= ACTIVITY =
For the records that follow, please set down exactly the lines between the one holding "self.pending_sweep.is_some()" and the one holding "pub fn is_revealed(&self, id: &str)", inclusive, and only those.

---------- DATA RECORDS

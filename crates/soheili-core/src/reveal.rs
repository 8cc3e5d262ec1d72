//! Scroll-triggered reveal animations and lazy images
//!
//! Both are one-way: once an element is revealed (or an image loaded) it
//! stays that way for the rest of the page's life.

use std::time::Duration;

use serde::{Deserialize, Serialize};
use tokio::time::Instant;
use tracing::debug;

use crate::constants;

/// Element classes that get a staggered entrance
#[derive(Debug, Clone, Copy, PartialEq, Eq, Default, Serialize, Deserialize)]
#[serde(rename_all = "kebab-case")]
pub enum ElementKind {
    TrustCard,
    ProductCard,
    AdvantageItem,
    GalleryItem,
    #[default]
    Plain,
}

impl ElementKind {
    pub fn is_staggered(&self) -> bool {
        !matches!(self, ElementKind::Plain)
    }
}

/// Visible window of the document
#[derive(Debug, Clone, Copy, PartialEq)]
pub struct Viewport {
    /// Scroll offset (px)
    pub offset: f64,
    /// Viewport height (px)
    pub height: f64,
}

/// Animated element as described by the page
#[derive(Debug, Clone, PartialEq, Deserialize)]
pub struct AnimatedSpec {
    pub id: String,
    #[serde(default)]
    pub kind: ElementKind,
    /// Document offset of the element's top edge (px)
    pub top: f64,
    #[serde(default)]
    pub height: f64,
}

#[derive(Debug, Clone)]
pub struct AnimatedElement {
    pub id: String,
    pub kind: ElementKind,
    pub top: f64,
    pub height: f64,
    /// Entrance delay hint for staggered kinds
    pub delay: Option<Duration>,
    revealed: bool,
}

impl AnimatedElement {
    pub fn is_revealed(&self) -> bool {
        self.revealed
    }

    /// Returns true only on the first reveal
    fn reveal(&mut self) -> bool {
        !std::mem::replace(&mut self.revealed, true)
    }

    fn intersects(&self, viewport: Viewport, bottom_margin: f64) -> bool {
        self.top < viewport.offset + viewport.height - bottom_margin
            && self.top + self.height > viewport.offset
    }
}

/// Delay for the `n`th staggered element: `(n mod 4) * 100ms`
pub fn stagger_delay(stagger_index: usize) -> Duration {
    constants::reveal::STAGGER_STEP * (stagger_index % constants::reveal::STAGGER_SLOTS) as u32
}

/// Tracks which animated elements have been revealed
#[derive(Debug, Clone)]
pub struct RevealTracker {
    elements: Vec<AnimatedElement>,
    bottom_margin: f64,
    /// Deadline of the next geometric sweep (load / debounced resize)
    pending_sweep: Option<Instant>,
}

impl RevealTracker {
    pub fn new(specs: Vec<AnimatedSpec>, bottom_margin: f64) -> Self {
        let mut staggered = 0;
        let elements = specs
            .into_iter()
            .map(|spec| {
                let delay = spec.kind.is_staggered().then(|| {
                    let delay = stagger_delay(staggered);
                    staggered += 1;
                    delay
                });
                AnimatedElement {
                    id: spec.id,
                    kind: spec.kind,
                    top: spec.top,
                    height: spec.height,
                    delay,
                    revealed: false,
                }
            })
            .collect();
        Self {
            elements,
            bottom_margin,
            pending_sweep: None,
        }
    }

    /// Intersection callback for a single element. Unknown ids are ignored.
    pub fn intersect(&mut self, id: &str) -> bool {
        let Some(el) = self.elements.iter_mut().find(|e| e.id == id) else {
            return false;
        };
        let newly = el.reveal();
        if newly {
            debug!(element = id, "revealed");
        }
        newly
    }

    /// Reveal everything intersecting the viewport (bottom margin applied)
    pub fn on_scroll(&mut self, viewport: Viewport) -> usize {
        let margin = self.bottom_margin;
        self.elements
            .iter_mut()
            .filter(|e| e.intersects(viewport, margin))
            .map(|e| e.reveal())
            .filter(|newly| *newly)
            .count()
    }

    /// Reveal everything whose top is above the viewport bottom
    ///
    /// Used after load and resize, where elements already scrolled past must
    /// show up too.
    pub fn sweep(&mut self, viewport: Viewport) -> usize {
        let revealed = self
            .elements
            .iter_mut()
            .filter(|e| e.top - viewport.offset < viewport.height)
            .map(|e| e.reveal())
            .filter(|newly| *newly)
            .count();
        debug!(revealed, "reveal sweep");
        revealed
    }

    /// Page finished loading: sweep once after a short delay
    pub fn on_loaded(&mut self, now: Instant) {
        self.pending_sweep = Some(now + constants::reveal::LOAD_SWEEP_DELAY);
    }

    /// Resize: (re)start the debounce window
    pub fn on_resize(&mut self, now: Instant) {
        self.pending_sweep = Some(now + constants::reveal::RESIZE_DEBOUNCE);
    }

    /// Run the pending sweep if its deadline has passed. Returns the number of
    /// newly revealed elements when a sweep ran.
    pub fn poll(&mut self, now: Instant, viewport: Viewport) -> Option<usize> {
        match self.pending_sweep {
            Some(deadline) if deadline <= now => {
                self.pending_sweep = None;
                Some(self.sweep(viewport))
            }
            _ => None,
        }
    }

    pub fn has_pending_sweep(&self) -> bool {
        self.pending_sweep.is_some()
    }

    pub fn elements(&self) -> &[AnimatedElement] {
        &self.elements
    }

    pub fn revealed(&self) -> impl Iterator<Item = &AnimatedElement> {
        self.elements.iter().filter(|e| e.revealed)
    }

    pub fn is_revealed(&self, id: &str) -> bool {
        self.elements.iter().any(|e| e.id == id && e.revealed)
    }
}

/// Image whose source is deferred until it scrolls into view
#[derive(Debug, Clone, PartialEq, Deserialize)]
pub struct LazyImageSpec {
    pub id: String,
    pub data_src: String,
    pub top: f64,
    #[serde(default)]
    pub height: f64,
}

#[derive(Debug, Clone)]
pub struct LazyImage {
    pub spec: LazyImageSpec,
    /// Set once from `data_src`; the image is unobserved afterwards
    pub src: Option<String>,
}

#[derive(Debug, Clone, Default)]
pub struct LazyImages {
    images: Vec<LazyImage>,
}

impl LazyImages {
    pub fn new(specs: Vec<LazyImageSpec>) -> Self {
        Self {
            images: specs
                .into_iter()
                .map(|spec| LazyImage { spec, src: None })
                .collect(),
        }
    }

    pub fn intersect(&mut self, id: &str) -> bool {
        match self.images.iter_mut().find(|i| i.spec.id == id) {
            Some(img) => Self::load(img),
            None => false,
        }
    }

    pub fn on_scroll(&mut self, viewport: Viewport) -> usize {
        self.images
            .iter_mut()
            .filter(|i| {
                i.spec.top < viewport.offset + viewport.height
                    && i.spec.top + i.spec.height > viewport.offset
            })
            .map(Self::load)
            .filter(|newly| *newly)
            .count()
    }

    fn load(img: &mut LazyImage) -> bool {
        if img.src.is_some() {
            return false;
        }
        debug!(image = %img.spec.id, src = %img.spec.data_src, "lazy image loaded");
        img.src = Some(img.spec.data_src.clone());
        true
    }

    pub fn loaded(&self) -> impl Iterator<Item = &LazyImage> {
        self.images.iter().filter(|i| i.src.is_some())
    }
}
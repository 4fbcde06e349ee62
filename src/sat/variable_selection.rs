#![warn(clippy::all, clippy::pedantic)]
//! Decision variable selection.
//!
//! The default policy is VSIDS: every variable carries an activity score,
//! variables involved in conflicts are bumped, and all scores decay
//! multiplicatively (implemented as a growing bump increment). Selection is
//! a lazy max-heap: stale entries are skipped on pop, and backtracking
//! re-inserts unassigned variables.
//!
//! Both policies are fully deterministic for a fixed input clause order;
//! activity ties break toward the smallest variable id.

use crate::sat::assignment::Assignment;
use crate::sat::clause::Clause;
use crate::sat::literal::Variable;
use ordered_float::OrderedFloat;
use std::cmp::Reverse;
use std::collections::BinaryHeap;

pub trait VariableSelection {
    fn new(num_vars: Variable, clauses: &[Clause]) -> Self;

    /// Picks an unassigned variable, or `None` when all are assigned.
    fn pick(&mut self, assignment: &Assignment) -> Option<Variable>;

    fn bump(&mut self, var: Variable);

    /// Called once per conflict.
    fn decay(&mut self);

    /// Re-enters a variable into consideration after backtracking.
    fn on_unassign(&mut self, var: Variable);
}

const DECAY: f64 = 0.95;
const RESCALE_LIMIT: f64 = 1e100;

type HeapEntry = (OrderedFloat<f64>, Reverse<Variable>);

#[derive(Debug, Clone, Default)]
pub struct Vsids {
    activity: Vec<f64>,
    heap: BinaryHeap<HeapEntry>,
    inc: f64,
}

impl Vsids {
    fn push(&mut self, var: Variable) {
        self.heap
            .push((OrderedFloat(self.activity[var as usize]), Reverse(var)));
    }

    /// Scales everything down before the increment overflows. All heap
    /// entries go stale at once, so the heap is rebuilt.
    fn rescale(&mut self) {
        for a in &mut self.activity {
            *a /= RESCALE_LIMIT;
        }
        self.inc /= RESCALE_LIMIT;
        self.heap.clear();
        #[allow(clippy::cast_possible_truncation)]
        for var in 1..self.activity.len() as Variable {
            self.push(var);
        }
    }
}

impl VariableSelection for Vsids {
    fn new(num_vars: Variable, clauses: &[Clause]) -> Self {
        // Initial activity is the occurrence count in the input clauses.
        let mut activity = vec![0.0; num_vars as usize + 1];
        for clause in clauses {
            for &lit in clause.iter() {
                activity[lit.variable() as usize] += 1.0;
            }
        }

        let mut vsids = Self {
            activity,
            heap: BinaryHeap::with_capacity(num_vars as usize),
            inc: 1.0,
        };
        for var in 1..=num_vars {
            vsids.push(var);
        }
        vsids
    }

    fn pick(&mut self, assignment: &Assignment) -> Option<Variable> {
        while let Some((key, Reverse(var))) = self.heap.pop() {
            if key.0 != self.activity[var as usize] {
                // Stale entry from before a bump or rescale.
                continue;
            }
            if assignment.is_assigned(var) {
                continue;
            }
            return Some(var);
        }
        None
    }

    fn bump(&mut self, var: Variable) {
        self.activity[var as usize] += self.inc;
        if self.activity[var as usize] > RESCALE_LIMIT {
            self.rescale();
        } else {
            self.push(var);
        }
    }

    fn decay(&mut self) {
        self.inc /= DECAY;
    }

    fn on_unassign(&mut self, var: Variable) {
        self.push(var);
    }
}

/// Simplest deterministic policy: the lowest-numbered unassigned variable.
#[derive(Debug, Clone, Copy, Default)]
pub struct FixedOrder {
    num_vars: Variable,
}

impl VariableSelection for FixedOrder {
    fn new(num_vars: Variable, _clauses: &[Clause]) -> Self {
        Self { num_vars }
    }

    fn pick(&mut self, assignment: &Assignment) -> Option<Variable> {
        (1..=self.num_vars).find(|&var| !assignment.is_assigned(var))
    }

    fn bump(&mut self, _var: Variable) {}

    fn decay(&mut self) {}

    fn on_unassign(&mut self, _var: Variable) {}
}

#[cfg(test)]
mod tests {
    use super::*;
    use crate::sat::literal::Literal;

    fn clause(lits: &[i32]) -> Clause {
        Clause::new(lits.iter().map(|&l| Literal::from_dimacs(l)).collect())
    }

    #[test]
    fn vsids_prefers_frequent_variables() {
        let clauses = vec![clause(&[1, 2]), clause(&[2, 3]), clause(&[-2])];
        let mut vsids = Vsids::new(3, &clauses);
        let assignment = Assignment::new(3);
        assert_eq!(vsids.pick(&assignment), Some(2));
    }

    #[test]
    fn vsids_ties_break_toward_smaller_ids() {
        let clauses = vec![clause(&[1, 2, 3])];
        let mut vsids = Vsids::new(3, &clauses);
        let assignment = Assignment::new(3);
        assert_eq!(vsids.pick(&assignment), Some(1));
    }

    #[test]
    fn vsids_bump_overtakes() {
        let clauses = vec![clause(&[1, 2])];
        let mut vsids = Vsids::new(2, &clauses);
        vsids.bump(2);
        let assignment = Assignment::new(2);
        assert_eq!(vsids.pick(&assignment), Some(2));
    }

    #[test]
    fn unassign_reinserts() {
        let clauses = vec![clause(&[1])];
        let mut vsids = Vsids::new(1, &clauses);
        let mut assignment = Assignment::new(1);
        assert_eq!(vsids.pick(&assignment), Some(1));
        assignment.assign(Literal::new(1, true));
        assert_eq!(vsids.pick(&assignment), None);
        assignment.unassign(1);
        vsids.on_unassign(1);
        assert_eq!(vsids.pick(&assignment), Some(1));
    }

    #[test]
    fn fixed_order_scans_by_id() {
        let mut fixed = FixedOrder::new(3, &[]);
        let mut assignment = Assignment::new(3);
        assignment.assign(Literal::new(1, true));
        assert_eq!(fixed.pick(&assignment), Some(2));
    }
}
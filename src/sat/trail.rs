#![warn(clippy::all, clippy::pedantic)]
//! The assignment trail: every assignment in order, with its decision
//! level and the clause that forced it.
//!
//! The trail doubles as the propagation queue: `head` separates the
//! literals whose consequences have been propagated from those still
//! pending. Entries above a level are popped on backtracking; a variable
//! never appears twice while assigned.

use crate::sat::literal::{Literal, Variable};

/// Why a variable was assigned.
#[derive(Debug, Clone, Copy, PartialEq, Eq, Default)]
pub enum Reason {
    /// A branching choice.
    #[default]
    Decision,
    /// Forced by the clause at this index in the solver's database.
    Clause(usize),
}

#[derive(Debug, Clone, Copy, PartialEq, Eq)]
pub struct Step {
    pub lit: Literal,
    pub level: u32,
    pub reason: Reason,
}

#[derive(Debug, Clone, PartialEq, Eq, Default)]
pub struct Trail {
    steps: Vec<Step>,
    head: usize,
    level_of: Vec<u32>,
    reason_of: Vec<Reason>,
}

impl Trail {
    #[must_use]
    pub fn new(num_vars: Variable) -> Self {
        Self {
            steps: Vec::with_capacity(num_vars as usize),
            head: 0,
            level_of: vec![0; num_vars as usize + 1],
            reason_of: vec![Reason::Decision; num_vars as usize + 1],
        }
    }

    #[must_use]
    pub fn len(&self) -> usize {
        self.steps.len()
    }

    #[must_use]
    pub fn is_empty(&self) -> bool {
        self.steps.is_empty()
    }

    #[must_use]
    #[allow(clippy::cast_possible_truncation)]
    pub fn num_vars(&self) -> Variable {
        (self.level_of.len() - 1) as Variable
    }

    #[must_use]
    pub fn step(&self, index: usize) -> Step {
        self.steps[index]
    }

    #[must_use]
    pub fn last(&self) -> Option<Step> {
        self.steps.last().copied()
    }

    pub fn push(&mut self, lit: Literal, level: u32, reason: Reason) {
        let var = lit.variable() as usize;
        self.level_of[var] = level;
        self.reason_of[var] = reason;
        self.steps.push(Step { lit, level, reason });
    }

    pub fn pop(&mut self) -> Option<Step> {
        let step = self.steps.pop()?;
        let var = step.lit.variable() as usize;
        self.level_of[var] = 0;
        self.reason_of[var] = Reason::Decision;
        self.head = self.head.min(self.steps.len());
        Some(step)
    }

    /// Next literal whose consequences have not been propagated yet.
    pub fn next_queued(&mut self) -> Option<Literal> {
        let lit = self.steps.get(self.head)?.lit;
        self.head += 1;
        Some(lit)
    }

    /// Only meaningful while the variable is assigned.
    #[must_use]
    pub fn level_of(&self, var: Variable) -> u32 {
        self.level_of[var as usize]
    }

    /// Only meaningful while the variable is assigned.
    #[must_use]
    pub fn reason_of(&self, var: Variable) -> Reason {
        self.reason_of[var as usize]
    }

    pub fn iter(&self) -> impl Iterator<Item = &Step> {
        self.steps.iter()
    }
}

--------------------

= ANSWER SPACE =
        self.pending_sweep.is_some()
    }

    pub fn elements(&self) -> &[AnimatedElement] {
        &self.elements
    }

    pub fn revealed(&self) -> impl Iterator<Item = &AnimatedElement> {
        self.elements.iter().filter(|e| e.revealed)
    }

    pub fn is_revealed(&self, id: &str) -> bool {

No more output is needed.